Work to be completed:
Copy each line of the entries beneath that contains the word "description".

Stored items
______________________________

//! Probe outcomes and the per-descriptor assessment result.

// self
use crate::{
	_prelude::*,
	auth::Scope,
	descriptor::Verb,
	matrix::{ProbeKind, StatusContract},
};

/// Binary verdict for a probe or a whole assessment.
#[derive(Clone, Copy, Debug, PartialEq, Eq, Hash, Serialize, Deserialize)]
#[serde(rename_all = "lowercase")]
pub enum Verdict {
	/// Every expectation held.
	Pass,
	/// At least one expectation did not hold.
	Fail,
}
impl Verdict {
	/// Returns a stable label suitable for span or metric fields.
	pub const fn as_str(self) -> &'static str {
		match self {
			Verdict::Pass => "pass",
			Verdict::Fail => "fail",
		}
	}
}
impl Display for Verdict {
	fn fmt(&self, f: &mut Formatter) -> FmtResult {
		f.write_str(self.as_str())
	}
}

/// Identity of a probe as carried by its outcome.
#[derive(Clone, Debug, PartialEq, Eq, Serialize, Deserialize)]
pub struct ProbeLabel {
	/// What the probe checked.
	pub kind: ProbeKind,
	/// Request method.
	pub verb: Verb,
	/// Target URL.
	pub url: String,
	/// Scope the method requires, for authenticated methods.
	#[serde(default, skip_serializing_if = "Option::is_none")]
	pub scope: Option<Scope>,
	/// Human-readable description.
	pub description: String,
}

/// Graded result of one probe.
#[derive(Clone, Debug, PartialEq, Eq, Serialize, Deserialize)]
#[serde(tag = "verdict", rename_all = "lowercase")]
pub enum Outcome {
	/// Observed status satisfied the contract.
	Pass {
		/// Probe identity.
		#[serde(flatten)]
		label: ProbeLabel,
		/// Observed status.
		observed: u16,
		/// Contract applied.
		expected: StatusContract,
		/// Set when the accepted status is a server error, a sign of divergent target behavior.
		#[serde(default, skip_serializing_if = "std::ops::Not::not")]
		flagged: bool,
	},
	/// Observed status violated the contract.
	Fail {
		/// Probe identity.
		#[serde(flatten)]
		label: ProbeLabel,
		/// Observed status.
		observed: u16,
		/// Contract applied.
		expected: StatusContract,
	},
	/// No status could be observed; counts as a failure.
	Error {
		/// Probe identity.
		#[serde(flatten)]
		label: ProbeLabel,
		/// Contract that would have applied.
		expected: StatusContract,
		/// Why nothing was observed.
		message: String,
	},
}
impl Outcome {
	/// Probe identity.
	pub fn label(&self) -> &ProbeLabel {
		match self {
			Self::Pass { label, .. } | Self::Fail { label, .. } | Self::Error { label, .. } => label,
		}
	}

	/// Verdict of this outcome; errors count as failures.
	pub fn verdict(&self) -> Verdict {
		match self {
			Self::Pass { .. } => Verdict::Pass,
			Self::Fail { .. } | Self::Error { .. } => Verdict::Fail,
		}
	}

	/// Returns true for a pass.
	pub fn is_pass(&self) -> bool {
		matches!(self, Self::Pass { .. })
	}

	/// Returns true for a pass that accepted a server error.
	pub fn is_flagged(&self) -> bool {
		matches!(self, Self::Pass { flagged: true, .. })
	}
}
impl Display for Outcome {
	fn fmt(&self, f: &mut Formatter) -> FmtResult {
		match self {
			Self::Pass { label, observed, expected, flagged } => {
				write!(f, "pass: {} (observed {observed}, expected {expected})", label.description)?;

				if *flagged {
					f.write_str(" [flagged: server error accepted]")?;
				}

				Ok(())
			},
			Self::Fail { label, observed, expected } =>
				write!(f, "fail: {} (observed {observed}, expected {expected})", label.description),
			Self::Error { label, expected, message } =>
				write!(f, "fail: {} (error: {message}; expected {expected})", label.description),
		}
	}
}

/// Grades an observed status, or the reason none was observed, against a contract.
pub fn classify(
	label: ProbeLabel,
	observed: Result<u16, String>,
	expected: &StatusContract,
) -> Outcome {
	let expected = expected.clone();

	match observed {
		Ok(status) if expected.accepts(status) =>
			Outcome::Pass { label, observed: status, expected, flagged: status >= 500 },
		Ok(status) => Outcome::Fail { label, observed: status, expected },
		Err(message) => Outcome::Error { label, expected, message },
	}
}

/// Verdict and ordered outcomes for one descriptor.
#[derive(Clone, Debug, PartialEq, Eq, Serialize, Deserialize)]
pub struct AssessmentResult {
	/// Descriptor owner.
	pub owner: String,
	/// One outcome per probe, in execution order.
	pub outcomes: Vec<Outcome>,
	/// When the assessment began.
	#[serde(with = "time::serde::rfc3339")]
	pub started_at: OffsetDateTime,
	/// When the last probe was graded.
	#[serde(with = "time::serde::rfc3339")]
	pub finished_at: OffsetDateTime,
}
impl AssessmentResult {
	/// Pass iff every outcome passed. An empty run passes.
	pub fn verdict(&self) -> Verdict {
		if self.outcomes.iter().all(Outcome::is_pass) { Verdict::Pass } else { Verdict::Fail }
	}

	/// Number of passing probes.
	pub fn passed(&self) -> usize {
		self.outcomes.iter().filter(|outcome| outcome.is_pass()).count()
	}

	/// Number of probes.
	pub fn total(&self) -> usize {
		self.outcomes.len()
	}

	/// Failing or erroring outcomes, in execution order.
	pub fn failures(&self) -> impl Iterator<Item = &Outcome> {
		self.outcomes.iter().filter(|outcome| !outcome.is_pass())
	}
}
impl Display for AssessmentResult {
	fn fmt(&self, f: &mut Formatter) -> FmtResult {
		for outcome in &self.outcomes {
			writeln!(f, "{outcome}")?;
		}

		writeln!(f, "total probes: {}", self.total())?;
		write!(f, "{}", self.verdict())
	}
}

#[cfg(test)]
mod tests {
	// crates.io
	use serde_json::json;
	use time::macros::datetime;
	// self
	use super::*;

	fn label(description: &str) -> ProbeLabel {
		ProbeLabel {
			kind: ProbeKind::CorruptedToken,
			verb: Verb::Put,
			url: "https://api.example.com/orders".into(),
			scope: Some(Scope::new("write")),
			description: description.into(),
		}
	}

	fn result(outcomes: Vec<Outcome>) -> AssessmentResult {
		AssessmentResult {
			owner: "team-7".into(),
			outcomes,
			started_at: datetime!(2026-01-02 03:04:05 UTC),
			finished_at: datetime!(2026-01-02 03:04:06 UTC),
		}
	}

	#[test]
	fn classification_follows_the_contract() {
		let contract = StatusContract::any_of([401, 403, 404, 500]);

		assert!(matches!(
			classify(label("a"), Ok(401), &contract),
			Outcome::Pass { observed: 401, flagged: false, .. }
		));
		assert!(classify(label("a"), Ok(500), &contract).is_flagged());
		assert!(matches!(classify(label("a"), Ok(200), &contract), Outcome::Fail { observed: 200, .. }));
		assert_eq!(classify(label("a"), Err("refused".into()), &contract).verdict(), Verdict::Fail);
	}

	#[test]
	fn outcomes_render_one_line_each() {
		let contract = StatusContract::any_of([401, 403]);

		assert_eq!(
			classify(label("PUT x"), Ok(200), &contract).to_string(),
			"fail: PUT x (observed 200, expected one of 401, 403)",
		);
		assert_eq!(
			classify(label("PUT x"), Err("token unavailable".into()), &contract).to_string(),
			"fail: PUT x (error: token unavailable; expected one of 401, 403)",
		);
		assert_eq!(
			classify(label("PUT x"), Ok(500), &StatusContract::any_of([500])).to_string(),
			"pass: PUT x (observed 500, expected 500) [flagged: server error accepted]",
		);
	}

	#[test]
	fn verdict_requires_every_probe_to_pass() {
		let contract = StatusContract::Exact(200);
		let passing = result(vec![classify(label("a"), Ok(200), &contract)]);
		let failing = result(vec![
			classify(label("a"), Ok(200), &contract),
			classify(label("b"), Ok(404), &contract),
		]);

		assert_eq!(passing.verdict(), Verdict::Pass);
		assert_eq!(result(Vec::new()).verdict(), Verdict::Pass);
		assert_eq!(failing.verdict(), Verdict::Fail);
		assert_eq!(failing.passed(), 1);
		assert_eq!(failing.failures().count(), 1);
		assert_eq!(
			failing.to_string(),
			"pass: a (observed 200, expected 200)\nfail: b (observed 404, expected 200)\ntotal \
			 probes: 2\nfail",
		);
	}

	#[test]
	fn result_serializes_with_tagged_outcomes() {
		let rendered = serde_json::to_value(result(vec![classify(
			label("a"),
			Ok(500),
			&StatusContract::any_of([500]),
		)]))
		.expect("Result should serialize.");

		assert_eq!(
			rendered,
			json!({
				"owner": "team-7",
				"outcomes": [{
					"verdict": "pass",
					"kind": "corrupted_token",
					"verb": "PUT",
					"url": "https://api.example.com/orders",
					"scope": "write",
					"description": "a",
					"observed": 500,
					"expected": [500],
					"flagged": true,
				}],
				"started_at": "2026-01-02T03:04:05Z",
				"finished_at": "2026-01-02T03:04:06Z",
			}),
		);
	}
}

______________________________

Response to this task:
	/// Human-readable description.
	pub description: String,
				write!(f, "pass: {} (observed {observed}, expected {expected})", label.description)?;
				write!(f, "fail: {} (observed {observed}, expected {expected})", label.description),
				write!(f, "fail: {} (error: {message}; expected {expected})", label.description),
	fn label(description: &str) -> ProbeLabel {
			description: description.into(),
					"description": "a",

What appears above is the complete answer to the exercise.